Numerous studies implicate MetAP2 in angiogenesis. Specifically, the covalent binding of either the ovalicin or fumagillin epoxide moiety to the active site histidine residue of MetAP2 has been shown to inactivate the enzyme, thereby inhibiting angiogenesis. The way in which MetAP2 regulates angiogenesis has yet to be established, however, such that further study is required to validate that antiangiogenic activity results directly from MetAP2 inhibition. Nevertheless, with both the growth and metastasis of solid tumors depending heavily on angiogenesis, fumagillin and its analogs—including TNP-470, caplostatin, and beloranib—as well as ovalicin represent potential anticancer agents. Moreover, the ability of MetAP2 to decrease cell viability in prokaryotic and small eukaryotic organisms has made it a target for antibacterial agents.
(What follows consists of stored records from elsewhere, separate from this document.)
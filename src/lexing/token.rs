//! Positioned tokens produced by the lexer.

use serde::Serialize;

/// A classified fragment of input.
///
/// `offset` is a byte offset into the analysed input; `line` and `column` are 1-based,
/// columns counted in chars.
#[derive(Debug, Clone, PartialEq, Eq, Serialize)]
pub struct Token<K> {
    pub kind: K,
    pub text: String,
    pub offset: usize,
    pub line: usize,
    pub column: usize,
}

impl<K> Token<K> {
    pub fn new(kind: K, text: impl Into<String>, offset: usize, line: usize, column: usize) -> Self {
        Self {
            kind,
            text: text.into(),
            offset,
            line,
            column,
        }
    }

    /// Byte range of the token in the analysed input.
    pub fn span(&self) -> std::ops::Range<usize> {
        self.offset..self.offset + self.text.len()
    }
}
Thus far, both fumagillin and TNP-470 have been shown to possess antimalarial activity both in vitro and in vivo, and fumarranol, another fumagillin analog, represents a promising lead.

Another METAP2 inhibitor beloranib (ZGN-433) has shown efficacy in reducing weight in severely obese subjects. MetAP2 inhibitors work by re-establishing balance to the ways the body metabolizes fat, leading to substantial loss of body weight.